What you have to do =
Take the material below and output exactly the run of lines from the one containing "the per-group breakdown." down to the one containing "let (sequential, longest)", with both included.
[Information given — start]
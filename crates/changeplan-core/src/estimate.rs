//! Sequential and critical-path duration estimates.
//!
//! The parallel figure assumes unlimited workers inside a group, so it is an
//! optimistic lower bound that ignores the branch's parallel limit.

use serde::{Deserialize, Serialize};

use crate::catalog::TestCatalog;
use crate::grouping::ExecutionGroup;

/// Minutes for one group.
#[derive(Debug, Clone, Copy, PartialEq, Eq, Serialize, Deserialize)]
pub struct GroupEstimate {
    pub sequential_minutes: u32,
    pub parallel_minutes: u32,
}

/// Minutes for a whole plan, with the per-group breakdown.
#[derive(Debug, Clone, Default, PartialEq, Eq, Serialize, Deserialize)]
pub struct TimeEstimate {
    #[serde(rename = "total_sequential_time")]
    pub sequential_minutes: u32,
    #[serde(rename = "estimated_parallel_time")]
    pub parallel_minutes: u32,
    #[serde(default)]
    pub per_group: Vec<GroupEstimate>,
}

pub fn estimate_group(group: &ExecutionGroup, catalog: &TestCatalog) -> GroupEstimate {
    let durations = group
        .tests()
        .iter()
        .map(|t| catalog.duration_minutes(&t.category));
    let (sequential, longest) = durations.fold((0u32, 0u32), |(sum, max), d| {
        (sum.saturating_add(d), max.max(d))
    });
    GroupEstimate {
        sequential_minutes: sequential,
        parallel_minutes: longest,
    }
}

/// Accumulate group estimates in plan order.
pub fn estimate(groups: &[ExecutionGroup], catalog: &TestCatalog) -> TimeEstimate {
    groups
        .iter()
        .map(|g| estimate_group(g, catalog))
        .fold(TimeEstimate::default(), |mut total, group| {
            total.sequential_minutes = total.sequential_minutes.saturating_add(group.sequential_minutes);
            total.parallel_minutes = total.parallel_minutes.saturating_add(group.parallel_minutes);
            total.per_group.push(group);
            total
        })
}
[Information given — finish]
Result of the exercise =
/// Minutes for a whole plan, with the per-group breakdown.
#[derive(Debug, Clone, Default, PartialEq, Eq, Serialize, Deserialize)]
pub struct TimeEstimate {
    #[serde(rename = "total_sequential_time")]
    pub sequential_minutes: u32,
    #[serde(rename = "estimated_parallel_time")]
    pub parallel_minutes: u32,
    #[serde(default)]
    pub per_group: Vec<GroupEstimate>,
}

pub fn estimate_group(group: &ExecutionGroup, catalog: &TestCatalog) -> GroupEstimate {
    let durations = group
        .tests()
        .iter()
        .map(|t| catalog.duration_minutes(&t.category));
    let (sequential, longest) = durations.fold((0u32, 0u32), |(sum, max), d| {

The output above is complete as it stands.